The Paris Court Prosecutor decided on 21 May 2012 to probe the Amesys company, a BULL’s subsidiary, over complicity of torture in Libya under Kadhafi. The investigation, which follows a criminal complaint jointly filed by the International Federation of Human Rights Leagues (FIDH) and its French member LDH in October 2011, is conducted by Céline Hildenbrandt, a judge from the Paris Court section specialized in crimes against humanity, genocides and war crimes.
Amesys, a French technology company specialized in security systems and acquired in 2010 by BULL, is accused by FIDH and LDH of "offences committed through the provision to the Kadhafi regime, from 2007, of a surveillance system to monitor communications of the Libyan people." The company objected again to this accusation, as it did in September 2011 after the scandal started.
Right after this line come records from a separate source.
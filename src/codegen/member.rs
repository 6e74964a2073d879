//! Field access, local variable access and method returns.

use super::opcodes;
use super::sink::MethodSink;
use super::stack::{Compound, Context, Illegal, Size, StackManipulation};
use crate::description::types::{PrimitiveType, StackSize, TypeDescription};
use crate::description::{FieldDescription, MethodDescription};

/// Read or write of a field, static or instance
#[derive(Debug, Clone, PartialEq, Eq)]
pub struct FieldAccess {
    field: FieldDescription,
    put: bool,
}

impl FieldAccess {
    pub fn get(field: &FieldDescription) -> Self {
        Self { field: field.clone(), put: false }
    }

    pub fn put(field: &FieldDescription) -> Self {
        Self { field: field.clone(), put: true }
    }

    fn opcode(&self) -> u8 {
        match (self.field.is_static(), self.put) {
            (true, false) => opcodes::GETSTATIC,
            (true, true) => opcodes::PUTSTATIC,
            (false, false) => opcodes::GETFIELD,
            (false, true) => opcodes::PUTFIELD,
        }
    }
}

impl StackManipulation for FieldAccess {
    fn is_valid(&self) -> bool {
        true
    }

    fn apply(&self, sink: &mut dyn MethodSink, _context: &Context) -> Size {
        sink.visit_field_insn(
            self.opcode(),
            &self.field.declaring_type().internal_name(),
            self.field.internal_name(),
            &self.field.descriptor(),
        );
        let width = self.field.field_type().stack_size().size();
        let receiver = if self.field.is_static() { 0 } else { 1 };
        if self.put {
            Size::new(-(width + receiver), 0)
        } else {
            let impact = width - receiver;
            Size::new(impact, impact.max(0))
        }
    }
}

/// Opcode family of a local variable access, selected by type
#[derive(Debug, Clone, Copy, PartialEq, Eq)]
pub enum VariableKind {
    Integer,
    Long,
    Float,
    Double,
    Reference,
}

impl VariableKind {
    /// `None` for `void`, which has no local variable representation
    pub fn of(type_description: &TypeDescription) -> Option<Self> {
        match type_description.as_primitive() {
            Some(PrimitiveType::Void) => None,
            Some(PrimitiveType::Long) => Some(VariableKind::Long),
            Some(PrimitiveType::Float) => Some(VariableKind::Float),
            Some(PrimitiveType::Double) => Some(VariableKind::Double),
            Some(_) => Some(VariableKind::Integer),
            None => Some(VariableKind::Reference),
        }
    }

    fn offset(&self) -> u8 {
        match self {
            VariableKind::Integer => 0,
            VariableKind::Long => 1,
            VariableKind::Float => 2,
            VariableKind::Double => 3,
            VariableKind::Reference => 4,
        }
    }

    fn stack_size(&self) -> StackSize {
        match self {
            VariableKind::Long | VariableKind::Double => StackSize::Double,
            _ => StackSize::Single,
        }
    }
}

/// Load or store of a local variable slot
#[derive(Debug, Clone, Copy, PartialEq, Eq)]
pub struct MethodVariableAccess {
    kind: VariableKind,
    slot: u16,
    store: bool,
}

impl MethodVariableAccess {
    pub fn load(kind: VariableKind, slot: u16) -> Self {
        Self { kind, slot, store: false }
    }

    pub fn store(kind: VariableKind, slot: u16) -> Self {
        Self { kind, slot, store: true }
    }

    /// Load of a local of the given type; illegal for `void`
    pub fn load_of(type_description: &TypeDescription, slot: u16) -> Box<dyn StackManipulation> {
        match VariableKind::of(type_description) {
            Some(kind) => Self::load(kind, slot).boxed(),
            None => Illegal.boxed(),
        }
    }

    /// Store into a local of the given type; illegal for `void`
    pub fn store_of(type_description: &TypeDescription, slot: u16) -> Box<dyn StackManipulation> {
        match VariableKind::of(type_description) {
            Some(kind) => Self::store(kind, slot).boxed(),
            None => Illegal.boxed(),
        }
    }

    /// Load of `this` followed by every parameter of `method`, or of every
    /// parameter alone for a static method
    pub fn load_arguments(method: &MethodDescription) -> Compound {
        let mut loads = Compound::default();
        let mut slot: u16 = 0;
        if !method.is_static() {
            loads.push(Self::load(VariableKind::Reference, 0).boxed());
            slot = 1;
        }
        for parameter in method.parameter_types() {
            loads.push(Self::load_of(parameter, slot));
            slot += parameter.stack_size().size() as u16;
        }
        loads
    }

    pub fn kind(&self) -> VariableKind {
        self.kind
    }

    pub fn slot(&self) -> u16 {
        self.slot
    }
}

impl StackManipulation for MethodVariableAccess {
    fn is_valid(&self) -> bool {
        true
    }

    fn apply(&self, sink: &mut dyn MethodSink, _context: &Context) -> Size {
        if self.store {
            sink.visit_var_insn(opcodes::ISTORE + self.kind.offset(), self.slot);
            self.kind.stack_size().to_decreasing_size()
        } else {
            sink.visit_var_insn(opcodes::ILOAD + self.kind.offset(), self.slot);
            self.kind.stack_size().to_increasing_size()
        }
    }
}

/// Return from a method with a value of the given type
#[derive(Debug, Clone, Copy, PartialEq, Eq)]
pub enum MethodReturn {
    Integer,
    Long,
    Float,
    Double,
    Reference,
    Void,
}

impl MethodReturn {
    pub fn returning(type_description: &TypeDescription) -> Self {
        match VariableKind::of(type_description) {
            None => MethodReturn::Void,
            Some(VariableKind::Integer) => MethodReturn::Integer,
            Some(VariableKind::Long) => MethodReturn::Long,
            Some(VariableKind::Float) => MethodReturn::Float,
            Some(VariableKind::Double) => MethodReturn::Double,
            Some(VariableKind::Reference) => MethodReturn::Reference,
        }
    }

    fn opcode(&self) -> u8 {
        match self {
            MethodReturn::Integer => opcodes::IRETURN,
            MethodReturn::Long => opcodes::LRETURN,
            MethodReturn::Float => opcodes::FRETURN,
            MethodReturn::Double => opcodes::DRETURN,
            MethodReturn::Reference => opcodes::ARETURN,
            MethodReturn::Void => opcodes::RETURN,
        }
    }

    fn stack_size(&self) -> StackSize {
        match self {
            MethodReturn::Void => StackSize::Zero,
            MethodReturn::Long | MethodReturn::Double => StackSize::Double,
            _ => StackSize::Single,
        }
    }
}

impl StackManipulation for MethodReturn {
    fn is_valid(&self) -> bool {
        true
    }

    fn apply(&self, sink: &mut dyn MethodSink, _context: &Context) -> Size {
        sink.visit_insn(self.opcode());
        self.stack_size().to_decreasing_size()
    }
}

#[cfg(test)]
mod tests {
    use super::*;
    use crate::codegen::defs::access_flags::*;
    use crate::codegen::sink::{Instruction, InstructionRecorder};
    use crate::description::TypeList;

    #[test]
    fn test_load_arguments_slots() {
        let method = MethodDescription::new(
            TypeDescription::class_named("pkg.Foo"),
            "bar",
            TypeDescription::void(),
            TypeList::new(vec![TypeDescription::long(), TypeDescription::string(), TypeDescription::double()]),
            ACC_PUBLIC,
        );
        let mut recorder = InstructionRecorder::new();
        let size = MethodVariableAccess::load_arguments(&method).apply(&mut recorder, &Context::default());
        assert_eq!(size, Size::new(6, 6));
        assert_eq!(
            recorder.instructions(),
            &[
                Instruction::Var(opcodes::ALOAD, 0),
                Instruction::Var(opcodes::LLOAD, 1),
                Instruction::Var(opcodes::ALOAD, 3),
                Instruction::Var(opcodes::DLOAD, 4),
            ]
        );
    }

    #[test]
    fn test_field_access_sizes() {
        let owner = TypeDescription::class_named("pkg.Foo");
        let instance = FieldDescription::new(owner.clone(), "value", TypeDescription::long(), ACC_PRIVATE);
        let shared = FieldDescription::new(owner, "COUNT", TypeDescription::int(), ACC_STATIC);
        let mut recorder = InstructionRecorder::new();
        let context = Context::default();
        assert_eq!(FieldAccess::get(&instance).apply(&mut recorder, &context), Size::new(1, 1));
        assert_eq!(FieldAccess::put(&instance).apply(&mut recorder, &context), Size::new(-3, 0));
        assert_eq!(FieldAccess::get(&shared).apply(&mut recorder, &context), Size::new(1, 1));
        assert_eq!(FieldAccess::put(&shared).apply(&mut recorder, &context), Size::new(-1, 0));
        assert_eq!(
            recorder.opcodes(),
            vec![opcodes::GETFIELD, opcodes::PUTFIELD, opcodes::GETSTATIC, opcodes::PUTSTATIC]
        );
    }

    #[test]
    fn test_void_local_is_illegal() {
        assert!(!MethodVariableAccess::load_of(&TypeDescription::void(), 1).is_valid());
        assert_eq!(MethodReturn::returning(&TypeDescription::void()), MethodReturn::Void);
        assert_eq!(MethodReturn::returning(&TypeDescription::boolean()), MethodReturn::Integer);
    }
}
Amesys claimed that its contract with the Libyan authorities was concluded in 2007, “at a time when the international community was in the process of diplomatic rapprochement with Libya, which was looking to fight against terrorism and acts perpetrated by Al Qaeda”. “All Amesys' business dealings comply rigorously with the legal and regulatory requirements set out in international, European and French conventions”, the company added.
These justifications were a tentative to respond to the evidence initially provided by the Wall Street Journal regarding the use of Amesys software by Libyan agents to monitor the Libyan population, spying on their emails and chats. The WSJ journalists revealed how they found files containing intercepted communications and a training manual for Amesys surveillance software called Eagle, in an abandoned Internet monitoring center in Tripoli, right after the collapse of the Kadhafi’s regime in end August 2011. In March 2012, BULL announced that it was putting on sale its subsidiary’s activities related to Eagle, a software for Internet communication interceptions. BULL argued that these activities were not strategic, and the Eagle software was “originally designed to chase paedophiles, terrorists and drug traffickers”, which is yet another example of the mission creep risk conveyed by technologies and policies initially justified by legitimate purposes. As of today, these activities are still on sale, and Amesys is still a BULL subsidiary.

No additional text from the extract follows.